The experience inside the facilities is now described differently:

Both sites began offering injection services on Tuesday. Inside the East Harlem site, a dozen people sat on chairs in a waiting area. Some were eating lunch, some were seeking refuge from the raw weather and some were dozing, quietly affected by whatever narcotic they had just taken in the “overdose prevention center,” an inner room with eight booths equipped with “crash carts” stocked with naloxone and other lifesaving tools.

In the day room, Kailin See, OnPoint’s senior director of programs, interrupted a tour she was giving reporters when she spotted a bearded man in one of the chairs with his head all the way down on his chest. She noticed that his nod seemed “heavy.”

She walked over and rubbed his sternum and quietly told him “I need two more hours from you” before she would feel comfortable with him leaving.
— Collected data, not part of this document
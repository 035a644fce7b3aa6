//! Tests for search history persistence

use stellar_wallet::account::{SearchHistory, SourceInfo};
use stellar_wallet::recover_multi_chain;
use tempfile::tempdir;

#[test]
fn test_history_survives_reload() {
    let dir = tempdir().unwrap();
    let path = dir.path().join("history.json");

    let keys = recover_multi_chain("").unwrap();
    let source = SourceInfo {
        btc_address: Some(keys.btc.address.clone()),
        flo_address: Some(keys.flo.address.clone()),
    };

    let mut history = SearchHistory::load(&path).unwrap();
    let id = history.record(keys.xlm.address(), 3.25, 1_700_000_000_000, Some(source));
    history.record("GPLAINLOOKUP", 1.0, 1_700_000_000_500, None);
    history.save(&path).unwrap();

    let reloaded = SearchHistory::load(&path).unwrap();
    let recent = reloaded.recent();
    assert_eq!(recent.len(), 2);
    assert_eq!(recent[0].xlm_address, "GPLAINLOOKUP");
    assert!(!recent[0].is_from_private_key);

    let derived = reloaded.get(id).unwrap();
    assert!(derived.is_from_private_key);
    assert_eq!(derived.formatted_balance, "3.2500000 XLM");
    assert_eq!(derived.btc_address.as_deref(), Some(keys.btc.address.as_str()));
}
The man sat up.

Eva Chan, a member of Community Board 11 in East Harlem, explained that she was fine with the centers so long as they were not near her own home.

“If every district in New York City has one site and it’s not right next to my home, I’m not against it,” Chan told the Times. “But the root cause of high drug use in East Harlem is the over-concentration of drug treatment facilities, and this does not address that.”

Other members of the communities expressed dismay with the facilities as well.

“Not only can I buy my drugs here but I can safely shoot them up in a comfortable atmosphere where people are watching over me?” said Syderia Asberry-Chresfield, co-founder of an organization aimed at improving Harlem. “And then they go outside and they wreak havoc in the neighborhood. We can’t live like this.”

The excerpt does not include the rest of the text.